When we start researching cannabis, it is a collection of information that will take you back to ancient China and beyond. A recent study that explored cannabis genetics made the groundbreaking discovery that cannabis was first domesticated some 12,000 years ago in Northwest China. It wasn’t until about 4,000 years ago that farmers began breeding cannabis specifically for its psychotropic effects. Cannabis has been discovered in all parts of the world. One of the earliest recorded written references was in the year 2900 BC, and it is in China. Emperor Fu Hsi is accredited for the earliest reference of Ma, which translates into cannabis in Chinese. The emperor noted that Ma possessed the properties of both yin and yang.
Two hundred years later, in 2700 BC, it is believed that Chinese emperor Shen Nung realized the healing properties of cannabis. Chen Nung is considered the father of Chinese medicine, adding a great layer of solidity to the effectiveness of cannabis as a medicine. By 1500 BC, the Chinese were well aware of cannabis and what it could do. One of the earliest documented references of medical cannabis can be found in the Chinese pharmacopeia, also known as the “Rh-Ya.”

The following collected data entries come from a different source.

use anyhow::{Context, Result};
use clap::{Args, Parser, Subcommand};
use civic_core::db::{self, keys};
use civic_core::schema::{Legislator, VoteRecord};
use civic_core::{SqliteCache, SyncConfig, VoteSynchronizer};
use schemars::schema_for;
use std::fs;
use std::path::{Path, PathBuf};
use std::sync::Arc;
use tracing_subscriber::EnvFilter;

#[derive(Parser)]
#[command(name = "larue")]
#[command(about = "LaRue Civic Intelligence CLI", long_about = None)]
struct Cli {
    /// Sync configuration file (TOML)
    #[arg(long, global = true, default_value = "larue.toml")]
    config: PathBuf,

    #[command(subcommand)]
    command: Commands,
}

#[derive(Subcommand)]
enum Commands {
    /// Export canonical JSON Schemas to the ./schemas directory
    Schema {
        #[command(subcommand)]
        command: SchemaCommands,
    },
    /// Legislator voting history
    Votes {
        #[command(subcommand)]
        command: VotesCommands,
    },
    /// Obsidian vault output
    Vault {
        #[command(subcommand)]
        command: VaultCommands,
    },
}

#[derive(Subcommand)]
enum SchemaCommands {
    /// Export JSON Schema files for canonical types
    Export {
        /// Output directory (default: ./schemas)
        #[arg(long, default_value = "schemas")]
        out_dir: PathBuf,
    },
}

#[derive(Subcommand)]
enum VotesCommands {
    /// Incrementally sync one legislator's votes and print them as JSON
    Sync(LegislatorArgs),
}

#[derive(Subcommand)]
enum VaultCommands {
    /// Write a legislator's last synced votes as a vault note
    Build {
        #[command(flatten)]
        legislator: LegislatorArgs,

        /// Vault root directory
        #[arg(long, default_value = "vault")]
        vault_dir: PathBuf,
    },
}

#[derive(Args)]
struct LegislatorArgs {
    /// Local identifier used for cache keys
    #[arg(long)]
    id: String,

    /// Display name as it appears on the roster
    #[arg(long)]
    name: String,

    /// Last name, when the display name's last word is not it
    #[arg(long)]
    last_name: Option<String>,

    /// Two-letter state code
    #[arg(long, default_value = "KY")]
    jurisdiction: String,
}

impl From<LegislatorArgs> for Legislator {
    fn from(args: LegislatorArgs) -> Self {
        Legislator {
            id: args.id,
            full_name: args.name,
            last_name: args.last_name,
            jurisdiction: args.jurisdiction.to_uppercase(),
        }
    }
}

#[tokio::main]
async fn main() -> Result<()> {
    tracing_subscriber::fmt()
        .with_env_filter(
            EnvFilter::try_from_default_env().unwrap_or_else(|_| EnvFilter::new("info")),
        )
        .with_writer(std::io::stderr)
        .init();

    let cli = Cli::parse();

    match cli.command {
        Commands::Schema { command } => match command {
            SchemaCommands::Export { out_dir } => schema_export(out_dir),
        },
        Commands::Votes { command } => match command {
            VotesCommands::Sync(args) => votes_sync(&cli.config, args.into()).await,
        },
        Commands::Vault { command } => match command {
            VaultCommands::Build {
                legislator,
                vault_dir,
            } => vault_build(&cli.config, legislator.into(), vault_dir).await,
        },
    }
}

fn schema_export(out_dir: PathBuf) -> Result<()> {
    fs::create_dir_all(&out_dir)?;

    let schemas = [
        ("VoteRecord", schema_for!(civic_core::schema::VoteRecord)),
        ("Session", schema_for!(civic_core::schema::Session)),
        ("RosterEntry", schema_for!(civic_core::schema::RosterEntry)),
        ("RollCallLedger", schema_for!(civic_core::schema::RollCallLedger)),
        ("Legislator", schema_for!(civic_core::schema::Legislator)),
    ];
    for (name, schema) in schemas {
        let json = serde_json::to_string_pretty(&schema)?;
        fs::write(out_dir.join(format!("{name}.schema.json")), json)?;
    }

    println!("Exported schemas to {}", out_dir.display());
    Ok(())
}

fn open_cache(config: &SyncConfig) -> Result<Arc<SqliteCache>> {
    Ok(Arc::new(SqliteCache::open(&config.db_path)?))
}

async fn votes_sync(config_path: &Path, legislator: Legislator) -> Result<()> {
    let config = SyncConfig::load(config_path)?;
    let cache = open_cache(&config)?;
    let synchronizer = VoteSynchronizer::from_config(&config, cache)?;

    if !synchronizer.is_enabled() {
        tracing::warn!("No API key configured (set api_key or LEGISCAN_API_KEY); votes unavailable");
    }

    match synchronizer.sync_report(&legislator).await {
        Some(report) => {
            tracing::info!(remote_calls = synchronizer.remote_calls(), "done");
            println!("{}", serde_json::to_string_pretty(&report)?);
        }
        None => {
            tracing::warn!(legislator = %legislator.id, "votes unavailable, use a fallback source");
            println!("null");
        }
    }
    Ok(())
}

async fn vault_build(config_path: &Path, legislator: Legislator, vault_dir: PathBuf) -> Result<()> {
    let config = SyncConfig::load(config_path)?;
    let cache = open_cache(&config)?;

    let mut votes = db::load::<Vec<VoteRecord>>(cache.as_ref(), &keys::votes(&legislator.id))
        .await?
        .with_context(|| format!("No synced votes for {}; run `larue votes sync` first", legislator.id))?;
    civic_core::schema::sort_votes(&mut votes);

    let note = obsidian::write_vote_note(
        &vault_dir,
        &legislator,
        &votes,
        time::OffsetDateTime::now_utc(),
    )?;
    println!("Wrote {}", note.display());
    Ok(())
}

Another area in China in which cannabis has surfaced from ancient times is the Silk Road. The Silk Road started in north-central China, stretching a path along the Great Wall of China, crossing Pamirs, Afghanistan, the Levant, and into Anatolia, covering nearly 4,000 mi or 6,400 km. Many people speculate this is where cannabis made its journey to meet countries such as Africa, Egypt, India, Spain, and eventually the Americas.
Going back in time, around 2,500 years ago, a middle-aged man passed away in China. He was buried in Turpan, China. The body was discovered with a burial shroud of cannabis plants delicately arranged. To be more specific, 13 cannabis plants averaging about 3 ft long were diagonally placed across the man’s chest so that the roots rested at the pelvis and the tops of the plants extended to the chin and along the left-hand side of the middle-aged man’s face. These are not just random plants either; they were 13 harvested female plants. This shows that people understood just about as much as we do about cannabis now, thousands of years ago. You think we would have come further by now. So while the rest of the internet is going crazy with stories about the roots of cannabis being linked to China, you can rest assured this information has already been documented in many other places such as procon.org, National Geographic, and more.
This still leaves the question of where does cannabis originate from? As there are many different landrace strains found around the world, cannabis may have been here long before people and could just possibly come from everywhere. Perhaps that is why it has been so hard for power-hungry governments around the world to destroy. The answer to this question is one we may never have an actual answer for. It is rather amazing, though, to see how far back in history the roots of cannabis go.